§ **GIVEN DATA**
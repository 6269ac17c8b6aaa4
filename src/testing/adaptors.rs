use async_trait::async_trait;
use parking_lot::Mutex;
use std::collections::{BTreeMap, BTreeSet, HashMap, VecDeque};
use std::path::Path;
use std::sync::atomic::{AtomicBool, Ordering};
use std::sync::Arc;
use tokio::io::{AsyncRead, AsyncReadExt, AsyncWrite, AsyncWriteExt};

use crate::adaptors::{
    AdaptorBinding, AdaptorError, AdaptorResult, AdaptorSupport, AgentAdaptor, CommandOutput,
    FileMetadata,
};
use crate::staging::paths::{file_name, parent_path};

#[derive(Default)]
struct AdaptorState {
    files: BTreeMap<String, Vec<u8>>,
    directories: BTreeSet<String>,
    commands: Vec<String>,
    scripted_outputs: VecDeque<AdaptorResult<CommandOutput>>,
    existence_checks: HashMap<String, usize>,
    hidden_for_checks: HashMap<String, usize>,
    download_failure: Option<AdaptorError>,
    upload_failure: Option<AdaptorError>,
    stall_uploads: Option<Arc<AtomicBool>>,
}

/// File-map backed adaptor that records commands and can be scripted to fail
#[derive(Default)]
pub struct InMemoryAdaptor {
    state: Mutex<AdaptorState>,
}

/// Sets its flag when dropped; tracks cancellation of a stalled upload
struct DropFlag(Arc<AtomicBool>);

impl Drop for DropFlag {
    fn drop(&mut self) {
        self.0.store(true, Ordering::SeqCst);
    }
}

impl InMemoryAdaptor {
    pub fn new() -> Self {
        Self::default()
    }

    pub fn put_file(&self, path: &str, contents: Vec<u8>) {
        self.state.lock().files.insert(path.to_string(), contents);
    }

    pub fn file(&self, path: &str) -> Option<Vec<u8>> {
        self.state.lock().files.get(path).cloned()
    }

    pub fn file_paths(&self) -> Vec<String> {
        self.state.lock().files.keys().cloned().collect()
    }

    pub fn add_directory(&self, path: &str) {
        self.state.lock().directories.insert(path.to_string());
    }

    pub fn directories(&self) -> Vec<String> {
        self.state.lock().directories.iter().cloned().collect()
    }

    /// Report `path` as absent for the first `checks` existence checks
    pub fn hide_file_for_checks(&self, path: &str, checks: usize) {
        self.state
            .lock()
            .hidden_for_checks
            .insert(path.to_string(), checks);
    }

    pub fn existence_checks(&self, path: &str) -> usize {
        self.state
            .lock()
            .existence_checks
            .get(path)
            .copied()
            .unwrap_or(0)
    }

    pub fn fail_downloads(&self, error: AdaptorError) {
        self.state.lock().download_failure = Some(error);
    }

    pub fn fail_uploads(&self, error: AdaptorError) {
        self.state.lock().upload_failure = Some(error);
    }

    /// Uploads never finish; the returned flag flips when one is dropped
    pub fn stall_uploads(&self) -> Arc<AtomicBool> {
        let flag = Arc::new(AtomicBool::new(false));
        self.state.lock().stall_uploads = Some(Arc::clone(&flag));
        flag
    }

    /// Queue the result of the next `execute_command` call
    pub fn script_command_output(&self, output: AdaptorResult<CommandOutput>) {
        self.state.lock().scripted_outputs.push_back(output);
    }

    pub fn commands(&self) -> Vec<String> {
        self.state.lock().commands.clone()
    }

    fn entry_exists(state: &AdaptorState, path: &str) -> bool {
        state.files.contains_key(path)
            || state.directories.contains(path)
            || state.files.keys().any(|file| parent_path(file) == path)
    }
}

pub fn success_output(stdout: &str) -> CommandOutput {
    CommandOutput {
        stdout: stdout.to_string(),
        stderr: String::new(),
        exit_code: 0,
    }
}

/// `*` matches any run of characters; everything else is literal
pub fn wildcard_matches(pattern: &str, candidate: &str) -> bool {
    let parts: Vec<&str> = pattern.split('*').collect();
    if parts.len() == 1 {
        return pattern == candidate;
    }

    let first = parts[0];
    let last = parts[parts.len() - 1];
    if !candidate.starts_with(first) || candidate.len() < first.len() + last.len() {
        return false;
    }
    if !candidate.ends_with(last) {
        return false;
    }

    let mut remainder = &candidate[first.len()..candidate.len() - last.len()];
    for part in &parts[1..parts.len() - 1] {
        match remainder.find(part) {
            Some(idx) => remainder = &remainder[idx + part.len()..],
            None => return false,
        }
    }
    true
}

fn quoted_argument(command: &str, program: &str) -> Option<String> {
    let rest = command.strip_prefix(program)?.trim();
    let inner = rest.strip_prefix('\'')?.strip_suffix('\'')?;
    Some(inner.replace("'\"'\"'", "'"))
}

#[async_trait]
impl AgentAdaptor for InMemoryAdaptor {
    async fn execute_command(
        &self,
        command: &str,
        _working_directory: Option<&str>,
    ) -> AdaptorResult<CommandOutput> {
        let mut state = self.state.lock();
        state.commands.push(command.to_string());

        if let Some(path) = quoted_argument(command, "rm -f") {
            state.files.remove(&path);
        } else if let Some(path) = quoted_argument(command, "rmdir") {
            state.directories.remove(&path);
        }

        state
            .scripted_outputs
            .pop_front()
            .unwrap_or_else(|| Ok(success_output("")))
    }

    async fn download_file(&self, remote_path: &str, local_path: &Path) -> AdaptorResult<()> {
        let contents = {
            let state = self.state.lock();
            if let Some(err) = &state.download_failure {
                return Err(err.clone());
            }
            state
                .files
                .get(remote_path)
                .cloned()
                .ok_or_else(|| AdaptorError::NotFound(remote_path.to_string()))?
        };
        tokio::fs::write(local_path, contents).await?;
        Ok(())
    }

    async fn upload_file(&self, local_path: &Path, remote_path: &str) -> AdaptorResult<()> {
        if let Some(err) = self.state.lock().upload_failure.clone() {
            return Err(err);
        }
        let contents = tokio::fs::read(local_path).await?;
        self.put_file(remote_path, contents);
        Ok(())
    }

    async fn stream_download(
        &self,
        remote_path: &str,
        sink: &mut (dyn AsyncWrite + Send + Unpin),
        _metadata: &FileMetadata,
    ) -> AdaptorResult<()> {
        let contents = {
            let state = self.state.lock();
            if let Some(err) = &state.download_failure {
                return Err(err.clone());
            }
            state
                .files
                .get(remote_path)
                .cloned()
                .ok_or_else(|| AdaptorError::NotFound(remote_path.to_string()))?
        };
        sink.write_all(&contents).await?;
        Ok(())
    }

    async fn stream_upload(
        &self,
        source: &mut (dyn AsyncRead + Send + Unpin),
        metadata: &FileMetadata,
        remote_path: &str,
    ) -> AdaptorResult<()> {
        let (stall, failure) = {
            let state = self.state.lock();
            (state.stall_uploads.clone(), state.upload_failure.clone())
        };
        if let Some(flag) = stall {
            let _cancelled = DropFlag(flag);
            std::future::pending::<()>().await;
        }
        if let Some(err) = failure {
            return Err(err);
        }

        let mut contents = Vec::with_capacity(metadata.size as usize);
        source.read_to_end(&mut contents).await?;
        self.put_file(remote_path, contents);
        Ok(())
    }

    async fn create_directory(&self, path: &str, recursive: bool) -> AdaptorResult<()> {
        let mut state = self.state.lock();
        if recursive {
            let mut current = path;
            while !current.is_empty() && current != "/" {
                state.directories.insert(current.to_string());
                current = parent_path(current);
            }
        } else {
            state.directories.insert(path.to_string());
        }
        Ok(())
    }

    async fn list_directory(&self, path: &str) -> AdaptorResult<Vec<String>> {
        let state = self.state.lock();
        let files = state
            .files
            .keys()
            .filter(|file| parent_path(file) == path)
            .map(|file| file_name(file).to_string());
        let directories = state
            .directories
            .iter()
            .filter(|dir| parent_path(dir) == path && dir.as_str() != path)
            .map(|dir| file_name(dir).to_string());
        Ok(files.chain(directories).collect())
    }

    async fn does_file_exist(&self, path: &str) -> AdaptorResult<bool> {
        let mut state = self.state.lock();
        let checks = {
            let counter = state.existence_checks.entry(path.to_string()).or_insert(0);
            *counter += 1;
            *counter
        };
        let hidden = state
            .hidden_for_checks
            .get(path)
            .is_some_and(|hidden| checks <= *hidden);
        Ok(!hidden && Self::entry_exists(&state, path))
    }

    async fn get_file_name_from_extension(
        &self,
        file_name_pattern: &str,
        parent_path_str: &str,
    ) -> AdaptorResult<Vec<String>> {
        let state = self.state.lock();
        Ok(state
            .files
            .keys()
            .filter(|file| parent_path(file) == parent_path_str)
            .map(|file| file_name(file))
            .filter(|name| wildcard_matches(file_name_pattern, name))
            .map(str::to_string)
            .collect())
    }

    async fn get_file_metadata(&self, path: &str) -> AdaptorResult<FileMetadata> {
        let state = self.state.lock();
        state
            .files
            .get(path)
            .map(|contents| FileMetadata {
                name: file_name(path).to_string(),
                size: contents.len() as u64,
            })
            .ok_or_else(|| AdaptorError::NotFound(path.to_string()))
    }
}

/// Hands out fixed compute and storage adaptors and records every binding
pub struct StaticAdaptorSupport {
    compute: Arc<dyn AgentAdaptor>,
    storage: Arc<dyn AgentAdaptor>,
    storage_bindings: Mutex<Vec<AdaptorBinding>>,
    compute_bindings: Mutex<Vec<AdaptorBinding>>,
}

impl StaticAdaptorSupport {
    pub fn new(compute: Arc<dyn AgentAdaptor>, storage: Arc<dyn AgentAdaptor>) -> Self {
        Self {
            compute,
            storage,
            storage_bindings: Mutex::new(Vec::new()),
            compute_bindings: Mutex::new(Vec::new()),
        }
    }

    pub fn storage_bindings(&self) -> Vec<AdaptorBinding> {
        self.storage_bindings.lock().clone()
    }

    pub fn compute_bindings(&self) -> Vec<AdaptorBinding> {
        self.compute_bindings.lock().clone()
    }
}

#[async_trait]
impl AdaptorSupport for StaticAdaptorSupport {
    async fn fetch_compute_adaptor(
        &self,
        binding: &AdaptorBinding,
    ) -> AdaptorResult<Arc<dyn AgentAdaptor>> {
        self.compute_bindings.lock().push(binding.clone());
        Ok(Arc::clone(&self.compute))
    }

    async fn fetch_storage_adaptor(
        &self,
        binding: &AdaptorBinding,
    ) -> AdaptorResult<Arc<dyn AgentAdaptor>> {
        self.storage_bindings.lock().push(binding.clone());
        Ok(Arc::clone(&self.storage))
    }
}

#[cfg(test)]
mod tests {
    use super::*;

    #[test]
    fn test_wildcard_matching() {
        assert!(wildcard_matches("*.log", "a.log"));
        assert!(!wildcard_matches("*.log", "a.txt"));
        assert!(wildcard_matches("run-*-out.*", "run-7-out.dat"));
        assert!(wildcard_matches("exact", "exact"));
        assert!(!wildcard_matches("a*a", "a"));
    }

    #[tokio::test]
    async fn test_hidden_file_appears_after_checks() {
        let adaptor = InMemoryAdaptor::new();
        adaptor.put_file("/x/out.txt", vec![1]);
        adaptor.hide_file_for_checks("/x/out.txt", 2);

        assert!(!adaptor.does_file_exist("/x/out.txt").await.unwrap());
        assert!(!adaptor.does_file_exist("/x/out.txt").await.unwrap());
        assert!(adaptor.does_file_exist("/x/out.txt").await.unwrap());
        assert_eq!(adaptor.existence_checks("/x/out.txt"), 3);
    }

    #[tokio::test]
    async fn test_rm_command_removes_file() {
        let adaptor = InMemoryAdaptor::new();
        adaptor.put_file("/x/it's.txt", vec![1]);
        adaptor
            .execute_command("rm -f '/x/it'\"'\"'s.txt'", None)
            .await
            .unwrap();
        assert!(adaptor.file("/x/it's.txt").is_none());
    }
}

§ **EXERCISE INSTRUCTIONS**
When you reach the line with "remote_path: &str) ->" in the records above, start writing out lines exactly, and stop once the line with "while !current.is_empty() &&" has been written; include nothing else.

§ **RESPONSE**
    async fn upload_file(&self, local_path: &Path, remote_path: &str) -> AdaptorResult<()> {
        if let Some(err) = self.state.lock().upload_failure.clone() {
            return Err(err);
        }
        let contents = tokio::fs::read(local_path).await?;
        self.put_file(remote_path, contents);
        Ok(())
    }

    async fn stream_download(
        &self,
        remote_path: &str,
        sink: &mut (dyn AsyncWrite + Send + Unpin),
        _metadata: &FileMetadata,
    ) -> AdaptorResult<()> {
        let contents = {
            let state = self.state.lock();
            if let Some(err) = &state.download_failure {
                return Err(err.clone());
            }
            state
                .files
                .get(remote_path)
                .cloned()
                .ok_or_else(|| AdaptorError::NotFound(remote_path.to_string()))?
        };
        sink.write_all(&contents).await?;
        Ok(())
    }

    async fn stream_upload(
        &self,
        source: &mut (dyn AsyncRead + Send + Unpin),
        metadata: &FileMetadata,
        remote_path: &str,
    ) -> AdaptorResult<()> {
        let (stall, failure) = {
            let state = self.state.lock();
            (state.stall_uploads.clone(), state.upload_failure.clone())
        };
        if let Some(flag) = stall {
            let _cancelled = DropFlag(flag);
            std::future::pending::<()>().await;
        }
        if let Some(err) = failure {
            return Err(err);
        }

        let mut contents = Vec::with_capacity(metadata.size as usize);
        source.read_to_end(&mut contents).await?;
        self.put_file(remote_path, contents);
        Ok(())
    }

    async fn create_directory(&self, path: &str, recursive: bool) -> AdaptorResult<()> {
        let mut state = self.state.lock();
        if recursive {
            let mut current = path;
            while !current.is_empty() && current != "/" {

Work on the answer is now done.